Opinion; The Independentarian


This essay was originally published in the USBIG NewsFlash in June 2008.


What does the Stone Age have to do with modern justice? According to property rights advocates: everything; their arguments rely on two factual claims that can be enlightened by a look at prehistoric anthropology. (1) Property begins as individual property and then governments come along and impose taxes that interfere with the rights of owners. (2) A market economy with no restrictions on inequality makes everyone better off than they were befor the private property was created (i.e. when our ancestors were hunter-gatherers).

I have heard private property advocates make these claims many times, but I’ve never seen them support those claims by referring to anthropological studies of prehistory. How do we know that property began as private property? Are we sure that every single modern worker is better off than our hunter-gatherer ancestors? Recently I’ve taken a look at some anthropological studies including Stone Age Economics by Marshall Sahlins, Bronze Age Economics and How Chiefs Come to Power by Timothy Earle, and The Evolution of Political Society by Morton Fried. I found out that the claims of property rights advocates don’t hold up very well.

To examine the first claim, we need to go back to the creation of fixed property rights in the Bronze Age. Property rights advocates like to imagine land being first appropriated by individualistic pioneers who tamed the wilderness by their own efforts. But that’s not what actually happened. The transformation from hunting and gathering to a settled agricultural life took the joint act of entire bands not simply one person. The rights of land tenure in primitive settled communities were extremely varied, but it seldom if ever looked anything like the neoliberal systems that property rights advocates suppose. In the earliest agricultural societies, every individual had a right of direct access to the land, which was usually owned (if at all) by villages or large extended families. In slightly more economically advanced societies where property rights have become exclusive, the original owners are not private businessmen, but chiefs. Ownership of resources was synonymous with ownership of the government.
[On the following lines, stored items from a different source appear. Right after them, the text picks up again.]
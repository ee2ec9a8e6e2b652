use axum::{Router, routing::get};

use crate::handlers::extensions;
use crate::state::AppState;
use std::sync::Arc;

/// Create the host's own router
///
/// Extension routers are mounted next to these routes by the loader; the
/// trace layer is added once over the composed router.
pub fn create_host_router() -> Router<Arc<AppState>> {
    Router::new()
        .route("/", get(extensions::health_check))
        .route("/extensions", get(extensions::list_extensions))
        .route("/extensions/services", get(extensions::list_services))
}
use serde::Deserialize;
use serde_json::Value;
use std::collections::HashMap;
use std::path::Path;

use super::ConfigError;

/// Complete YAML configuration structure
///
/// All fields are optional to allow partial configuration. Values present here
/// override environment variables.
///
/// # Example YAML structure
/// ```yaml
/// server:
///   host: "0.0.0.0"
///   port: 3001
///
/// extensions:
///   references:
///     - "my_ext::routes:register"
///     - "other_ext:setup"
///   discover_entry_points: true
///   lifespan_timeout_seconds: 30
///   settings:
///     "my_ext::routes:register":
///       greeting: "hello"
///
/// auth:
///   session_api_key: "your-session-key"
/// ```
#[derive(Debug, Clone, Deserialize, Default)]
#[serde(default)]
pub struct YamlConfig {
    pub server: Option<ServerYaml>,
    pub extensions: Option<ExtensionsYaml>,
    pub auth: Option<AuthYaml>,
}

/// Server configuration from YAML
#[derive(Debug, Clone, Deserialize, Default)]
#[serde(default)]
pub struct ServerYaml {
    pub host: Option<String>,
    pub port: Option<u16>,
}

/// Extension configuration from YAML
#[derive(Debug, Clone, Deserialize, Default)]
#[serde(default)]
pub struct ExtensionsYaml {
    pub references: Option<Vec<String>>,
    pub discover_entry_points: Option<bool>,
    pub lifespan_timeout_seconds: Option<u64>,
    /// Arbitrary per-extension values, handed to the extension as JSON
    pub settings: Option<HashMap<String, Value>>,
}

/// Authentication configuration from YAML
#[derive(Debug, Clone, Deserialize, Default)]
#[serde(default)]
pub struct AuthYaml {
    pub session_api_key: Option<String>,
}

impl YamlConfig {
    /// Load configuration from a YAML file
    ///
    /// # Errors
    /// Returns an error if:
    /// - The file cannot be read
    /// - The YAML is malformed
    /// - Fields have invalid types
    pub fn from_file(path: &Path) -> Result<Self, ConfigError> {
        let contents = std::fs::read_to_string(path).map_err(|source| ConfigError::Read {
            path: path.to_path_buf(),
            source,
        })?;

        let config: YamlConfig = serde_yaml::from_str(&contents)?;
        Ok(config)
    }
}

#[cfg(test)]
mod tests {
    use super::*;
    use std::fs;
    use tempfile::TempDir;

    #[test]
    fn test_yaml_config_full() {
        let yaml = r#"
server:
  host: "127.0.0.1"
  port: 8080
extensions:
  references:
    - "a::b:register"
    - "c:setup"
  discover_entry_points: false
  lifespan_timeout_seconds: 10
  settings:
    "a::b:register":
      greeting: "hi"
      retries: 3
auth:
  session_api_key: "key"
"#;
        let config: YamlConfig = serde_yaml::from_str(yaml).unwrap();

        let server = config.server.unwrap();
        assert_eq!(server.host.as_deref(), Some("127.0.0.1"));
        assert_eq!(server.port, Some(8080));

        let extensions = config.extensions.unwrap();
        assert_eq!(
            extensions.references,
            Some(vec!["a::b:register".to_string(), "c:setup".to_string()])
        );
        assert_eq!(extensions.discover_entry_points, Some(false));
        assert_eq!(extensions.lifespan_timeout_seconds, Some(10));
        let settings = extensions.settings.unwrap();
        assert_eq!(settings["a::b:register"]["retries"], 3);

        assert_eq!(config.auth.unwrap().session_api_key.as_deref(), Some("key"));
    }

    #[test]
    fn test_yaml_config_empty() {
        let config: YamlConfig = serde_yaml::from_str("{}").unwrap();
        assert!(config.server.is_none());
        assert!(config.extensions.is_none());
        assert!(config.auth.is_none());
    }

    #[test]
    fn test_from_file() {
        let temp_dir = TempDir::new().unwrap();
        let path = temp_dir.path().join("config.yaml");
        fs::write(&path, "server:\n  port: 4000\n").unwrap();

        let config = YamlConfig::from_file(&path).unwrap();
        assert_eq!(config.server.unwrap().port, Some(4000));
    }

    #[test]
    fn test_from_file_invalid_yaml() {
        let temp_dir = TempDir::new().unwrap();
        let path = temp_dir.path().join("config.yaml");
        fs::write(&path, "server:\n  port: [not, a, port]\n").unwrap();

        let err = YamlConfig::from_file(&path).unwrap_err();
        assert!(err.to_string().contains("Failed to parse YAML config"));
    }
}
The reason chiefs doubled as owners is obvious: the earliest societies were too economically simple to have separate spheres of power—such as government, religion, and business. All of these powers were vested in one person. The Hawaiian Islands were first settled by human beings around the year 600 and so they provide a very recent example of the first creation of property rights. For the most part by the 1400s, each island was run by a chief who owned the land and the irrigation systems that made everyone’s efforts to farm the land viable. Local lords were employees of the chief. They doled out land to peasants only if the peasants promised the interests of the chief. In short, the chief ran his island as a wholly-owned, for-profit business.
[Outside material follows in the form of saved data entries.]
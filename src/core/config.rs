//! Routing table configuration.

use crate::core::{error::ConfigError, id::Id};

/// The default maximum number of peers held by a bucket.
pub const K: usize = 3;

/// The default number of buckets created at construction.
pub const B: u32 = 8;

/// The default shift unit, in bits, between construction-time bucket boundaries.
pub const SHIFT: u32 = 20;

/// The default number of peers returned when a lookup has no exact match.
pub const SAMPLE_SIZE: usize = 2;

/// Routing table parameters, fixed once the table is constructed.
///
/// The defaults describe a 160-bit space split into 8 buckets with boundaries at `2^(20 * i)`.
#[derive(Debug, Clone, Copy, PartialEq, Eq)]
pub struct Config {
    // The maximum number of peers a bucket holds outside of a split.
    pub(crate) bucket_size: usize,
    // The width of the identifier space.
    pub(crate) id_bits: u32,
    // The number of buckets built at construction.
    pub(crate) initial_buckets: u32,
    // Bucket `i` starts at `2^(shift * i)`.
    pub(crate) shift: u32,
    // The number of peers sampled when a lookup has no exact match.
    pub(crate) sample_size: usize,
    // The maximum number of splits a single insertion may cause.
    pub(crate) max_split_depth: u32,
}

impl Default for Config {
    fn default() -> Self {
        Self {
            bucket_size: K,
            id_bits: Id::BITS,
            initial_buckets: B,
            shift: SHIFT,
            sample_size: SAMPLE_SIZE,
            max_split_depth: Id::BITS,
        }
    }
}

impl Config {
    /// Sets the maximum bucket size (`K`).
    pub fn with_bucket_size(mut self, bucket_size: usize) -> Self {
        self.bucket_size = bucket_size;
        self
    }

    /// Sets the identifier width in bits.
    pub fn with_id_bits(mut self, id_bits: u32) -> Self {
        self.id_bits = id_bits;
        self
    }

    /// Sets the number of buckets built at construction (`B`) and their shift unit (`w`).
    pub fn with_partition(mut self, initial_buckets: u32, shift: u32) -> Self {
        self.initial_buckets = initial_buckets;
        self.shift = shift;
        self
    }

    /// Sets the number of peers sampled by a lookup without an exact match.
    pub fn with_sample_size(mut self, sample_size: usize) -> Self {
        self.sample_size = sample_size;
        self
    }

    /// Sets the maximum number of splits a single insertion may trigger.
    pub fn with_max_split_depth(mut self, max_split_depth: u32) -> Self {
        self.max_split_depth = max_split_depth;
        self
    }

    pub fn bucket_size(&self) -> usize {
        self.bucket_size
    }

    pub fn id_bits(&self) -> u32 {
        self.id_bits
    }

    pub fn initial_buckets(&self) -> u32 {
        self.initial_buckets
    }

    pub fn shift(&self) -> u32 {
        self.shift
    }

    pub fn sample_size(&self) -> usize {
        self.sample_size
    }

    pub fn max_split_depth(&self) -> u32 {
        self.max_split_depth
    }

    /// Checks the parameters describe a usable table.
    pub fn validate(&self) -> Result<(), ConfigError> {
        self.validate_params()?;
        self.validate_partition()
    }

    /// Checks everything but the construction-time partition, which explicit boundaries replace.
    pub(crate) fn validate_params(&self) -> Result<(), ConfigError> {
        if self.bucket_size == 0 {
            return Err(ConfigError::BucketSize);
        }

        if self.id_bits == 0 || self.id_bits > Id::BITS {
            return Err(ConfigError::IdBits {
                bits: self.id_bits,
                max: Id::BITS,
            });
        }

        if self.sample_size == 0 {
            return Err(ConfigError::SampleSize);
        }

        if self.max_split_depth == 0 {
            return Err(ConfigError::SplitDepth);
        }

        Ok(())
    }

    /// Checks the construction-time buckets exactly cover `[0, 2^id_bits)`.
    pub(crate) fn validate_partition(&self) -> Result<(), ConfigError> {
        if self.initial_buckets == 0 {
            return Err(ConfigError::InitialBuckets);
        }

        let covered = self.shift.checked_mul(self.initial_buckets);
        if self.shift == 0 || covered != Some(self.id_bits) {
            return Err(ConfigError::Partition {
                shift: self.shift,
                buckets: self.initial_buckets,
                bits: self.id_bits,
            });
        }

        Ok(())
    }
}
Property rights advocates sometimes claim that only recent history matters, but taxation and regulation of property are not new. Modern governments inherited their regulatory powers from medieval kings, who owned the right to regulate their domain in any way they saw fit. Modern landlords hold titles that derive from the medieval vassals of the king. Government taxation is simply the exercise of property rights that are as old as or older than private holdings of property. Some countries went through a brief laissez faire period in the Nineteenth Century, when governments chose to tax and regulate less than before. But I know of no government that signed an enforceable contract to alienate its rights over its domain. So-called property rights advocates simply want to interfere with the property rights of kings to promote opportunities for his vassals, which has about as much to do with “freedom of property rights against interference” as redistribution from condo associations to condo owners, from landlords to tenants, or from stock holders to middle management. If the property rights system the king set up is unjust, his rights should go to the people, not his lords. If the property rights system the king set up is just, we must respect his rights and not force him to cede power to his lords.

To examine the second claim, we need to go back all the way to the Stone Age. Studies of hunter-gatherer communities that survived into the Twentieth Century show that people worked an average of three to four hours per day (including time spent preparing food and commuting). They worked at their own pace and slept more than people do today. Researchers reported that they appeared to feel extremely secure about their ability to find food and other necessities, and they never had to answer to a boss. When a hunter-gatherer is in the mood to forage for food, she sees if anyone else feels like joining her. If not, she waits or goes out alone.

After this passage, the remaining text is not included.